How long will it take until this place becomes safe for humans?
Taking into account the fact that this is β-decay, one can say with great confidence that these are isotopes of caesium-137 (half-life is 30.1 years), or strontium-90 (half-life – 28.7 years) that affect the area the most. At the time of the disaster, there was formed about 8 times more caesium than strontium. As a result of calculations of this and other data (mass of the object, etc.), it is possible to calculate that in some number of years its radioactivity reaches a certain background level and this object will no longer pose a threat to life of living organisms. If the initial mass of the cesium-137 object is 50 g, in 30 years 50% will decay and 25 g will remain. In another half-life (i.e. 30 years), 12.5 g of the starting material will remain, and so forth. Here we need to understand that the decreasing exponent tends to zero asymptotically and one should not do the calculation for a zero value. Though it is enough to calculate how long it will take for the isotopes activity to fall, for example, to the level of granite radioactivity. Omitting the formula for calculating the decay time of a substance, we get the result of 490 years. This place will be safe in the year 2510.

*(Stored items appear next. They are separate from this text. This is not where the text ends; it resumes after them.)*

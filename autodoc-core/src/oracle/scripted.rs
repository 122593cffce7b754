//! Deterministic oracle that replays a fixed script

use super::{Oracle, OracleError};
use std::cell::RefCell;
use std::collections::VecDeque;

/// Replays queued responses in order and records every prompt it receives
///
/// Once the queue is drained the fallback (if any) is returned forever;
/// without a fallback further calls fail permanently.
#[derive(Debug, Default)]
pub struct ScriptedOracle {
    script: RefCell<VecDeque<Result<String, OracleError>>>,
    fallback: Option<Result<String, OracleError>>,
    prompts: RefCell<Vec<String>>,
}

impl ScriptedOracle {
    pub fn new(script: impl IntoIterator<Item = Result<String, OracleError>>) -> Self {
        ScriptedOracle {
            script: RefCell::new(script.into_iter().collect()),
            fallback: None,
            prompts: RefCell::new(Vec::new()),
        }
    }

    /// Successful replies, in order
    pub fn replies<I, S>(replies: I) -> Self
    where
        I: IntoIterator<Item = S>,
        S: Into<String>,
    {
        Self::new(replies.into_iter().map(|reply| Ok(reply.into())))
    }

    /// The same successful reply for every call
    pub fn always(reply: impl Into<String>) -> Self {
        Self::new(Vec::new()).with_fallback(Ok(reply.into()))
    }

    pub fn with_fallback(mut self, fallback: Result<String, OracleError>) -> Self {
        self.fallback = Some(fallback);
        self
    }

    /// Prompts received so far
    pub fn prompts(&self) -> Vec<String> {
        self.prompts.borrow().clone()
    }

    pub fn calls(&self) -> usize {
        self.prompts.borrow().len()
    }
}

impl Oracle for ScriptedOracle {
    fn generate(&self, prompt: &str) -> Result<String, OracleError> {
        self.prompts.borrow_mut().push(prompt.to_string());

        if let Some(next) = self.script.borrow_mut().pop_front() {
            return next;
        }
        match &self.fallback {
            Some(fallback) => fallback.clone(),
            None => Err(OracleError::Permanent("script exhausted".to_string())),
        }
    }
}
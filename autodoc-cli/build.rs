// Injects AUTODOC_VERSION from `git describe`, falling back to the crate version
// when git or tags are unavailable.

use std::process::Command;

fn main() {
    let version = git_version().unwrap_or_else(|| env!("CARGO_PKG_VERSION").to_string());

    println!("cargo:rustc-env=AUTODOC_VERSION={}", version);
    println!("cargo:rerun-if-changed=.git/HEAD");
    println!("cargo:rerun-if-changed=.git/refs/tags");
}

fn git_version() -> Option<String> {
    let output = Command::new("git")
        .args(["describe", "--tags", "--always", "--dirty"])
        .output()
        .ok()?;
    if !output.status.success() {
        return None;
    }

    let described = String::from_utf8(output.stdout).ok()?;
    let described = described.trim();

    match described.strip_prefix('v') {
        // "v0.2.0" or "v0.2.0-3-gabc123-dirty": keep the tag version only
        Some(tagged) => Some(tagged.split('-').next().unwrap_or(tagged).to_string()),
        // untagged commit hash, possibly "-dirty"
        None => Some(format!("{}+{}", env!("CARGO_PKG_VERSION"), described)),
    }
}
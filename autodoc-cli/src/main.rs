//! autodoc CLI - generated Google-style docstrings for Python functions

use anyhow::Context;
use autodoc_core::config;
use autodoc_core::credentials;
use autodoc_core::{
    document_file, validate_target, DriverOptions, GeminiOracle, OracleError, ParseError,
    RunSummary,
};
use clap::Parser;
use std::path::{Path, PathBuf};
use tracing::info;

#[derive(Parser)]
#[command(name = "autodoc")]
#[command(about = "Document every function in a Python module with a generated docstring")]
#[command(version = env!("AUTODOC_VERSION"))]
struct Cli {
    /// Path to the Python module to document (rewritten in place)
    module: PathBuf,

    /// Gemini model id (overrides config file, default: gemini-1.5-flash)
    #[arg(long)]
    model: Option<String>,

    /// Path to config file (default: auto-discover)
    #[arg(long)]
    config: Option<PathBuf>,

    /// Generation attempts per function (overrides config file)
    #[arg(long, value_parser = clap::value_parser!(u8).range(1..=10))]
    max_attempts: Option<u8>,

    /// Generate docstrings without writing the module
    #[arg(long)]
    dry_run: bool,

    /// Increase log verbosity (-v debug, -vv trace); RUST_LOG overrides
    #[arg(short, long, action = clap::ArgAction::Count)]
    verbose: u8,
}

fn main() -> anyhow::Result<()> {
    let cli = Cli::parse();
    init_logging(cli.verbose);

    // The key is required before anything touches the filesystem
    let api_key = credentials::load_api_key()?;

    validate_target(&cli.module)?;

    let cwd = std::env::current_dir().context("failed to read current directory")?;
    let resolved_config = config::load_and_resolve(&cwd, cli.config.as_deref())
        .context("failed to load configuration")?;
    if let Some(config_path) = &resolved_config.config_path {
        eprintln!("Using config: {}", config_path.display());
    }

    // CLI flags override config file values
    let model = cli.model.unwrap_or(resolved_config.model);
    let options = DriverOptions {
        max_attempts: cli
            .max_attempts
            .map(usize::from)
            .unwrap_or(resolved_config.max_attempts),
        prompt: resolved_config.prompt,
        dry_run: cli.dry_run,
    };

    let oracle = GeminiOracle::new(api_key, model)?
        .with_base_url(resolved_config.api_base_url)
        .with_timeout(resolved_config.timeout)?;

    match oracle.verify_model() {
        Ok(()) => {}
        Err(OracleError::Permanent(message)) => {
            eprintln!("Error: {}", message);
            std::process::exit(1);
        }
        Err(OracleError::Transient(message)) => {
            eprintln!("Error: Gemini internal error: {}", message);
            std::process::exit(1);
        }
    }

    info!(module = %cli.module.display(), model = %oracle.model(), "starting");
    let summary = match document_file(&cli.module, &oracle, &options) {
        Ok(summary) => summary,
        Err(err) => {
            if let Some(parse_error) = err.downcast_ref::<ParseError>() {
                eprintln!("Error: {}: {}", cli.module.display(), parse_error);
                std::process::exit(1);
            }
            return Err(err);
        }
    };

    print_summary(&cli.module, &summary, options.dry_run);
    Ok(())
}

fn init_logging(verbosity: u8) {
    use tracing_subscriber::EnvFilter;

    let level = match verbosity {
        0 => "info",
        1 => "debug",
        _ => "trace",
    };
    let filter = EnvFilter::try_from_default_env().unwrap_or_else(|_| {
        EnvFilter::new(format!("warn,autodoc={level},autodoc_core={level}"))
    });

    tracing_subscriber::fmt()
        .with_env_filter(filter)
        .with_target(false)
        .with_writer(std::io::stderr)
        .init();
}

fn print_summary(module: &Path, summary: &RunSummary, dry_run: bool) {
    let verb = if dry_run { "would document" } else { "documented" };
    println!(
        "{}: {} {} of {} functions",
        module.display(),
        verb,
        summary.documented.len(),
        summary.functions()
    );
    for skipped in &summary.skipped {
        println!("  skipped {}: {}", skipped.name, skipped.reason);
    }
    if dry_run {
        print!("{}", summary.source);
    }
}
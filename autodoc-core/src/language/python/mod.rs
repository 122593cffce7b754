//! Python language support
//!
//! Parsing uses the tree-sitter-python grammar; `unparse` renders a
//! [`SyntaxTree`](crate::ast::SyntaxTree) back to source text.

pub mod parser;
pub mod unparse;

pub use parser::{ParseError, PythonParser};
pub use unparse::{render_docstring, unparse};
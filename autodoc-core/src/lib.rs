//! autodoc core library - generated docstrings for Python functions

// Global invariants enforced in this crate:
// - Functions are documented one at a time, in pre-order document order
// - No global mutable state, no threads, no async
// - Oracle calls are the only network traffic; retries live in `extract`
// - The target file only ever holds a complete serialization of the tree

pub mod ast;
pub mod config;
pub mod credentials;
pub mod driver;
pub mod extract;
pub mod language;
pub mod oracle;
pub mod patch;
pub mod persist;
pub mod prompt;

pub use ast::{FunctionId, FunctionNode, SyntaxTree};
pub use config::ResolvedConfig;
pub use driver::{document_file, validate_target, DriverOptions, RunSummary, SkippedFunction};
pub use extract::{extract, ExtractionError, ExtractionPolicy, GenerationRequest, ObtainError};
pub use language::python::ParseError;
pub use language::{unparse, PythonParser};
pub use oracle::{GeminiOracle, Oracle, OracleError, ScriptedOracle};
pub use prompt::PromptTemplate;

use std::path::Path;

/// Parse Python source into a syntax tree
pub fn parse(source: &str) -> Result<SyntaxTree, ParseError> {
    PythonParser::new()?.parse(source)
}

/// Parse the Python file at `path`
pub fn parse_file(path: &Path) -> anyhow::Result<SyntaxTree> {
    use anyhow::Context;

    let source = std::fs::read_to_string(path)
        .with_context(|| format!("failed to read {}", path.display()))?;
    let tree = parse(&source).with_context(|| format!("failed to parse {}", path.display()))?;
    Ok(tree)
}
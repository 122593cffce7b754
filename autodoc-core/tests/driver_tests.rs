//! End-to-end runs of the documentation loop over fixture modules

use autodoc_core::{
    document_file, parse, DriverOptions, OracleError, ParseError, ScriptedOracle, SyntaxTree,
};
use std::cell::RefCell;
use std::fs;
use std::path::{Path, PathBuf};

fn fixture_path(name: &str) -> PathBuf {
    PathBuf::from(env!("CARGO_MANIFEST_DIR"))
        .parent()
        .unwrap()
        .join("tests")
        .join("fixtures")
        .join("python")
        .join(name)
}

/// Copy a fixture into a scratch directory so runs can rewrite it
fn scratch_copy(name: &str) -> (tempfile::TempDir, PathBuf) {
    let dir = tempfile::tempdir().unwrap();
    let path = dir.path().join(name);
    fs::copy(fixture_path(name), &path).unwrap();
    (dir, path)
}

fn reparse(path: &Path) -> SyntaxTree {
    parse(&fs::read_to_string(path).unwrap()).unwrap()
}

fn docstring_counts(tree: &SyntaxTree) -> Vec<(String, usize)> {
    tree.functions()
        .map(|function| (function.name.clone(), function.docstring_count()))
        .collect()
}

/// Answers every prompt with a docstring naming the function, except `failing`
fn naming_oracle(failing: Option<&'static str>) -> impl Fn(&str) -> Result<String, OracleError> {
    move |prompt: &str| {
        let name = prompt
            .split("def ")
            .nth(1)
            .and_then(|rest| rest.split('(').next())
            .unwrap_or("unknown")
            .to_string();
        if Some(name.as_str()) == failing {
            return Ok("I could not document this one.".to_string());
        }
        Ok(format!("Here is the docstring:\n\"\"\"Document {}.\"\"\"", name))
    }
}

#[test]
fn test_every_function_documented_exactly_once() {
    let (_dir, path) = scratch_copy("mixed.py");
    let oracle = ScriptedOracle::always("\"\"\"Generated.\"\"\"");

    let summary = document_file(&path, &oracle, &DriverOptions::default()).unwrap();

    assert_eq!(
        summary.documented,
        vec!["outer", "key", "__init__", "lookup", "fetch"]
    );
    assert!(summary.skipped.is_empty());
    assert_eq!(oracle.calls(), 5);

    let tree = reparse(&path);
    for (name, count) in docstring_counts(&tree) {
        assert_eq!(count, 1, "{} should have exactly one docstring", name);
    }
    for function in tree.functions() {
        let first = function.body.statements.first().unwrap();
        assert!(first.as_documentation().is_some(), "{}", function.name);
    }
    assert_eq!(fs::read_to_string(&path).unwrap(), summary.source);
}

#[test]
fn test_second_run_doubles_docstrings() {
    let (_dir, path) = scratch_copy("three_functions.py");
    let oracle = ScriptedOracle::always("\"\"\"Generated.\"\"\"");

    document_file(&path, &oracle, &DriverOptions::default()).unwrap();
    document_file(&path, &oracle, &DriverOptions::default()).unwrap();

    let counts = docstring_counts(&reparse(&path));
    assert_eq!(
        counts,
        vec![
            ("add".to_string(), 2),
            ("scale".to_string(), 2),
            ("hypotenuse".to_string(), 2),
        ]
    );
}

#[test]
fn test_failing_function_is_skipped_and_unchanged() {
    let (_dir, path) = scratch_copy("three_functions.py");
    let original = parse(&fs::read_to_string(&path).unwrap()).unwrap();
    let oracle = naming_oracle(Some("scale"));

    let summary = document_file(&path, &oracle, &DriverOptions::default()).unwrap();

    assert_eq!(summary.documented, vec!["add", "hypotenuse"]);
    assert_eq!(summary.skipped.len(), 1);
    assert_eq!(summary.skipped[0].name, "scale");
    assert!(summary.skipped[0].reason.contains("for function scale"));

    let tree = reparse(&path);
    assert_eq!(
        docstring_counts(&tree),
        vec![
            ("add".to_string(), 1),
            ("scale".to_string(), 0),
            ("hypotenuse".to_string(), 1),
        ]
    );

    let before = original.functions().find(|f| f.name == "scale").unwrap();
    let after = tree.functions().find(|f| f.name == "scale").unwrap();
    assert_eq!(
        original.source_segment(&before.span),
        tree.source_segment(&after.span)
    );
}

#[test]
fn test_file_is_persisted_after_each_patch() {
    let (_dir, path) = scratch_copy("three_functions.py");
    let original = fs::read_to_string(&path).unwrap();
    let snapshot: RefCell<Option<String>> = RefCell::new(None);

    let oracle = |prompt: &str| -> Result<String, OracleError> {
        if prompt.contains("def scale") && snapshot.borrow().is_none() {
            *snapshot.borrow_mut() = Some(fs::read_to_string(&path).unwrap());
        }
        Ok("\"\"\"Doc.\"\"\"".to_string())
    };

    document_file(&path, &oracle, &DriverOptions::default()).unwrap();

    let snapshot = snapshot.into_inner().expect("scale was never requested");
    let expected = original.replace(
        "def add(a, b):\n",
        "def add(a, b):\n    \"\"\"Doc.\"\"\"\n",
    );
    assert_eq!(snapshot, expected);
}

#[test]
fn test_regeneration_within_attempt_budget() {
    let (_dir, path) = scratch_copy("three_functions.py");
    let oracle = ScriptedOracle::replies([
        "no delimiter",
        "\"\"\"Add.\"\"\"",
        "\"\"\"Scale.\"\"\"",
        "still nothing",
        "nothing again",
    ]);

    let summary = document_file(&path, &oracle, &DriverOptions::default()).unwrap();

    assert_eq!(summary.documented, vec!["add", "scale"]);
    assert_eq!(summary.skipped[0].name, "hypotenuse");
    assert_eq!(oracle.calls(), 5);
}

#[test]
fn test_oracle_outage_skips_everything_without_writing() {
    let (_dir, path) = scratch_copy("mixed.py");
    let before = fs::read_to_string(&path).unwrap();
    let oracle = ScriptedOracle::new(Vec::new())
        .with_fallback(Err(OracleError::Transient("503 unavailable".into())));

    let summary = document_file(&path, &oracle, &DriverOptions::default()).unwrap();

    assert!(summary.documented.is_empty());
    assert_eq!(summary.skipped.len(), 5);
    assert_eq!(oracle.calls(), 5);
    assert_eq!(fs::read_to_string(&path).unwrap(), before);
}

#[test]
fn test_syntax_error_is_reported_before_any_call() {
    let (_dir, path) = scratch_copy("syntax_error.py");
    let before = fs::read_to_string(&path).unwrap();
    let oracle = ScriptedOracle::always("\"\"\"Doc.\"\"\"");

    let err = document_file(&path, &oracle, &DriverOptions::default()).unwrap_err();

    assert!(matches!(
        err.downcast_ref::<ParseError>(),
        Some(ParseError::Syntax { .. })
    ));
    assert_eq!(oracle.calls(), 0);
    assert_eq!(fs::read_to_string(&path).unwrap(), before);
}

#[test]
fn test_python2_module_is_a_syntax_error() {
    let (_dir, path) = scratch_copy("python2_print.py");
    let before = fs::read_to_string(&path).unwrap();
    let oracle = ScriptedOracle::always("\"\"\"Doc.\"\"\"");

    let err = document_file(&path, &oracle, &DriverOptions::default()).unwrap_err();

    assert!(matches!(
        err.downcast_ref::<ParseError>(),
        Some(ParseError::Syntax { line: 2, .. })
    ));
    assert_eq!(oracle.calls(), 0);
    assert_eq!(fs::read_to_string(&path).unwrap(), before);
}

#[test]
fn test_non_python_target_is_rejected() {
    let dir = tempfile::tempdir().unwrap();
    let path = dir.path().join("notes.txt");
    fs::write(&path, "def f():\n    pass\n").unwrap();
    let oracle = ScriptedOracle::always("\"\"\"Doc.\"\"\"");

    assert!(document_file(&path, &oracle, &DriverOptions::default()).is_err());
    assert_eq!(oracle.calls(), 0);
}
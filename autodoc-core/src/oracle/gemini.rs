//! Google Gemini `generateContent` client
//!
//! Blocking on purpose: functions are documented one at a time, so the
//! single outstanding request is the whole workload.

use super::{Oracle, OracleError};
use reqwest::blocking::{Client, Response};
use serde::{Deserialize, Serialize};
use std::time::Duration;
use tracing::debug;

pub const DEFAULT_MODEL: &str = "gemini-1.5-flash";
pub const DEFAULT_BASE_URL: &str = "https://generativelanguage.googleapis.com";
pub const DEFAULT_TIMEOUT: Duration = Duration::from_secs(60);

/// Header carrying the API key; the key is never part of a request URL
const API_KEY_HEADER: &str = "x-goog-api-key";

#[derive(Debug, Clone)]
pub struct GeminiOracle {
    api_key: String,
    model: String,
    base_url: String,
    client: Client,
}

impl GeminiOracle {
    /// Create a client for `model`; a leading `models/` is accepted and dropped
    pub fn new(api_key: impl Into<String>, model: impl Into<String>) -> Result<Self, OracleError> {
        let api_key = api_key.into();
        if api_key.trim().is_empty() {
            return Err(OracleError::Permanent(
                "Gemini API key cannot be empty".to_string(),
            ));
        }

        let model = model.into();
        let model = model.trim().trim_start_matches("models/").to_string();
        if model.is_empty() {
            return Err(OracleError::Permanent(
                "model identifier cannot be empty".to_string(),
            ));
        }

        Ok(Self {
            api_key,
            model,
            base_url: DEFAULT_BASE_URL.to_string(),
            client: build_client(DEFAULT_TIMEOUT)?,
        })
    }

    pub fn with_base_url(mut self, base_url: impl Into<String>) -> Self {
        self.base_url = base_url.into().trim_end_matches('/').to_string();
        self
    }

    pub fn with_timeout(mut self, timeout: Duration) -> Result<Self, OracleError> {
        self.client = build_client(timeout)?;
        Ok(self)
    }

    pub fn model(&self) -> &str {
        &self.model
    }

    fn model_url(&self) -> String {
        format!("{}/v1beta/models/{}", self.base_url, self.model)
    }

    /// Pre-flight check that the model exists and the service answers
    ///
    /// A 404 means the model id is invalid; server errors surface as transient
    /// failures so the caller can tell an outage from a typo.
    pub fn verify_model(&self) -> Result<(), OracleError> {
        let response = self
            .client
            .get(self.model_url())
            .header(API_KEY_HEADER, self.api_key.as_str())
            .send()
            .map_err(classify_transport_error)?;

        let status = response.status().as_u16();
        if response.status().is_success() {
            debug!(model = %self.model, "model verified");
            return Ok(());
        }

        let body = error_body(response);
        match status {
            404 => Err(OracleError::Permanent(format!(
                "invalid model '{}': {}",
                self.model, body
            ))),
            _ => Err(classify_status(status, body)),
        }
    }
}

impl Oracle for GeminiOracle {
    fn generate(&self, prompt: &str) -> Result<String, OracleError> {
        let request = GenerateRequest {
            contents: vec![Content {
                parts: vec![Part {
                    text: prompt.to_string(),
                }],
                role: Some("user".to_string()),
            }],
        };

        debug!(
            model = %self.model,
            prompt_bytes = prompt.len(),
            "sending generateContent request"
        );

        let response = self
            .client
            .post(format!("{}:generateContent", self.model_url()))
            .header(API_KEY_HEADER, self.api_key.as_str())
            .json(&request)
            .send()
            .map_err(classify_transport_error)?;

        if !response.status().is_success() {
            let status = response.status().as_u16();
            return Err(classify_status(status, error_body(response)));
        }

        let parsed: GenerateResponse = response.json().map_err(|e| {
            OracleError::Permanent(format!("failed to parse response: {}", e.without_url()))
        })?;

        let text = parsed.into_text()?;
        debug!(response_bytes = text.len(), "received generateContent response");
        Ok(text)
    }
}

fn build_client(timeout: Duration) -> Result<Client, OracleError> {
    Client::builder()
        .timeout(timeout)
        .build()
        .map_err(|e| OracleError::Permanent(format!("failed to create HTTP client: {}", e)))
}

fn error_body(response: Response) -> String {
    response
        .text()
        .unwrap_or_else(|_| "failed to read error response".to_string())
}

fn classify_transport_error(error: reqwest::Error) -> OracleError {
    let transient = error.is_timeout() || error.is_connect();
    let message = error.without_url().to_string();
    if transient {
        OracleError::Transient(message)
    } else {
        OracleError::Permanent(message)
    }
}

fn classify_status(status: u16, body: String) -> OracleError {
    let message = format!("status {}: {}", status, body);
    match status {
        408 | 429 | 500..=599 => OracleError::Transient(message),
        400 if body.contains("QUOTA_EXCEEDED") || body.contains("quota") => {
            OracleError::Transient(message)
        }
        _ => OracleError::Permanent(message),
    }
}

#[derive(Debug, Serialize)]
struct GenerateRequest {
    contents: Vec<Content>,
}

#[derive(Debug, Serialize)]
struct Content {
    parts: Vec<Part>,
    #[serde(skip_serializing_if = "Option::is_none")]
    role: Option<String>,
}

#[derive(Debug, Serialize)]
struct Part {
    text: String,
}

#[derive(Debug, Deserialize)]
struct GenerateResponse {
    #[serde(default)]
    candidates: Vec<Candidate>,
}

#[derive(Debug, Deserialize)]
struct Candidate {
    content: Option<ResponseContent>,
    #[serde(rename = "finishReason")]
    finish_reason: Option<String>,
}

#[derive(Debug, Deserialize)]
struct ResponseContent {
    #[serde(default)]
    parts: Vec<ResponsePart>,
}

#[derive(Debug, Deserialize)]
struct ResponsePart {
    text: Option<String>,
}

impl GenerateResponse {
    /// Concatenated text parts of the first candidate
    fn into_text(self) -> Result<String, OracleError> {
        let candidate = self
            .candidates
            .into_iter()
            .next()
            .ok_or_else(|| OracleError::Permanent("empty response from Gemini".to_string()))?;

        let finish_reason = candidate.finish_reason.unwrap_or_else(|| "unknown".to_string());
        let text: String = candidate
            .content
            .map(|content| content.parts.into_iter().filter_map(|p| p.text).collect())
            .unwrap_or_default();

        if text.is_empty() {
            return Err(OracleError::Permanent(format!(
                "response contained no text (finish reason: {})",
                finish_reason
            )));
        }
        Ok(text)
    }
}

#[cfg(test)]
mod tests {
    use super::*;
    use mockito::{Matcher, Server};

    const REPLY: &str = r#"{
        "candidates": [{
            "content": {
                "parts": [{"text": "Here you go:\n"}, {"text": "\"\"\"Add one.\"\"\""}],
                "role": "model"
            },
            "finishReason": "STOP",
            "index": 0
        }],
        "usageMetadata": {"promptTokenCount": 5, "candidatesTokenCount": 9, "totalTokenCount": 14}
    }"#;

    fn oracle_for(server: &Server) -> GeminiOracle {
        GeminiOracle::new("test-key", "gemini-1.5-flash")
            .unwrap()
            .with_base_url(server.url())
    }

    #[test]
    fn test_rejects_empty_key_and_model() {
        assert!(matches!(
            GeminiOracle::new("  ", DEFAULT_MODEL),
            Err(OracleError::Permanent(_))
        ));
        assert!(matches!(
            GeminiOracle::new("key", ""),
            Err(OracleError::Permanent(_))
        ));
    }

    #[test]
    fn test_models_prefix_is_stripped() {
        let oracle = GeminiOracle::new("key", "models/gemini-1.5-pro").unwrap();
        assert_eq!(oracle.model(), "gemini-1.5-pro");
    }

    #[test]
    fn test_generate_concatenates_parts() {
        let mut server = Server::new();
        let mock = server
            .mock("POST", "/v1beta/models/gemini-1.5-flash:generateContent")
            .match_header("x-goog-api-key", "test-key")
            .match_body(Matcher::Regex(r#""text":"def f\(\): pass""#.to_string()))
            .with_status(200)
            .with_header("content-type", "application/json")
            .with_body(REPLY)
            .create();

        let text = oracle_for(&server).generate("def f(): pass").unwrap();
        assert_eq!(text, "Here you go:\n\"\"\"Add one.\"\"\"");
        mock.assert();
    }

    #[test]
    fn test_rate_limit_is_transient() {
        let mut server = Server::new();
        let _mock = server
            .mock("POST", "/v1beta/models/gemini-1.5-flash:generateContent")
            .with_status(429)
            .with_body(r#"{"error": {"status": "RESOURCE_EXHAUSTED"}}"#)
            .create();

        let result = oracle_for(&server).generate("prompt");
        assert!(matches!(result, Err(OracleError::Transient(_))));
    }

    #[test]
    fn test_internal_error_is_transient() {
        let mut server = Server::new();
        let _mock = server
            .mock("POST", "/v1beta/models/gemini-1.5-flash:generateContent")
            .with_status(500)
            .create();

        let result = oracle_for(&server).generate("prompt");
        assert!(matches!(result, Err(OracleError::Transient(_))));
    }

    #[test]
    fn test_bad_request_is_permanent() {
        let mut server = Server::new();
        let _mock = server
            .mock("POST", "/v1beta/models/gemini-1.5-flash:generateContent")
            .with_status(400)
            .with_body(r#"{"error": {"status": "INVALID_ARGUMENT"}}"#)
            .create();

        let result = oracle_for(&server).generate("prompt");
        assert!(matches!(result, Err(OracleError::Permanent(_))));
    }

    #[test]
    fn test_blocked_response_without_text_is_an_error() {
        let mut server = Server::new();
        let _mock = server
            .mock("POST", "/v1beta/models/gemini-1.5-flash:generateContent")
            .with_status(200)
            .with_header("content-type", "application/json")
            .with_body(r#"{"candidates": [{"finishReason": "SAFETY"}]}"#)
            .create();

        match oracle_for(&server).generate("prompt") {
            Err(OracleError::Permanent(message)) => assert!(message.contains("SAFETY")),
            other => panic!("expected permanent failure, got {:?}", other),
        }
    }

    #[test]
    fn test_connect_failure_does_not_reveal_key() {
        let oracle = GeminiOracle::new("SECRET-KEY-123", DEFAULT_MODEL)
            .unwrap()
            .with_base_url("http://127.0.0.1:9");

        for result in [oracle.generate("prompt").map(|_| ()), oracle.verify_model()] {
            match result {
                Err(err) => {
                    assert!(err.is_transient(), "{:?}", err);
                    assert!(!err.to_string().contains("SECRET-KEY-123"), "{}", err);
                }
                Ok(()) => panic!("nothing should be listening on port 9"),
            }
        }
    }

    #[test]
    fn test_key_is_sent_as_header_not_query() {
        let mut server = Server::new();
        let mock = server
            .mock("GET", "/v1beta/models/gemini-1.5-flash")
            .match_header("x-goog-api-key", "test-key")
            .match_query(Matcher::Missing)
            .with_status(200)
            .with_body(r#"{"name": "models/gemini-1.5-flash"}"#)
            .create();

        oracle_for(&server).verify_model().unwrap();
        mock.assert();
    }

    #[test]
    fn test_verify_model() {
        let mut server = Server::new();
        let _ok = server
            .mock("GET", "/v1beta/models/gemini-1.5-flash")
            .with_status(200)
            .with_body(r#"{"name": "models/gemini-1.5-flash"}"#)
            .create();
        let _missing = server
            .mock("GET", "/v1beta/models/no-such-model")
            .with_status(404)
            .with_body(r#"{"error": {"status": "NOT_FOUND"}}"#)
            .create();

        assert!(oracle_for(&server).verify_model().is_ok());

        let missing = GeminiOracle::new("test-key", "no-such-model")
            .unwrap()
            .with_base_url(server.url());
        match missing.verify_model() {
            Err(OracleError::Permanent(message)) => {
                assert!(message.contains("invalid model 'no-such-model'"))
            }
            other => panic!("expected permanent failure, got {:?}", other),
        }
    }
}
//! Language detection and source model
//!
//! Python is the only supported language; the tree-sitter-python grammar does
//! the parsing and `python::unparse` renders trees back to text.

pub mod python;
pub mod span;
pub mod tree_sitter_utils;

use std::path::Path;

pub use python::{unparse, PythonParser};
pub use span::SourceSpan;

/// Supported programming languages
#[derive(Debug, Clone, Copy, PartialEq, Eq, Hash)]
pub enum Language {
    /// Python (.py)
    Python,
}

impl Language {
    /// Detect language from file extension
    ///
    /// Returns `None` if the extension is not recognized.
    pub fn from_extension(ext: &str) -> Option<Self> {
        match ext {
            "py" => Some(Language::Python),
            _ => None,
        }
    }

    /// Detect language from file path
    ///
    /// Returns `None` if the file has no extension or the extension is not recognized.
    pub fn from_path(path: &Path) -> Option<Self> {
        path.extension()
            .and_then(|ext| ext.to_str())
            .and_then(Self::from_extension)
    }
}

Our goal is to analyze more accurate data
With this application, we want to show an idea, that will help perform data analysis and have a clear picture of pollution in the CEZ. Why conduct the analysis based on assumptions? The margin of error will be high, such isotopes as americium-241 are very difficult to detect without special equipment and laboratories. Its half-life is 432 years, i.e. this isotope will remain in the Zone for tens thousands of years. In collaboration with the Nuclear and Radiation Safety Inspectorate, we would able to collect more accurate data on all isotopes. We are also planning to add to the application the display of real-time data via Bluetooth with a dosimeter, and recalculation of values, record of visited sites and estimation of the dose received in the zone. These features might be included in the future release of the application. Our team is open to suggestions, so feel free to reach out to us with your ideas of what you would like to be implemented in the app.
We are thankful to those who sacrificed their health and lives to eliminate the consequences of the disaster
When my father came home after a two-week mission to Chernobyl, he wasn’t even told to throw away the work wear. Since the beginning of May, he had been wearing it for 2 weeks, brought it home, later it was washed with other clothes – mother says. The first equipment that participated in the liquidation was allowed to leave the Zone for the former work station. Only 2 or 3 weeks after arriving home, father was informed that the cement truck should be disposed of. Though the truck stayed in the storage shed for several weeks and he continued working on it.
P.S. I would like to thank the directors and producers of HBO for having done such impressive work and filmed the Chernobyl series. Much of what is shown in the film reflects the stories my father told me.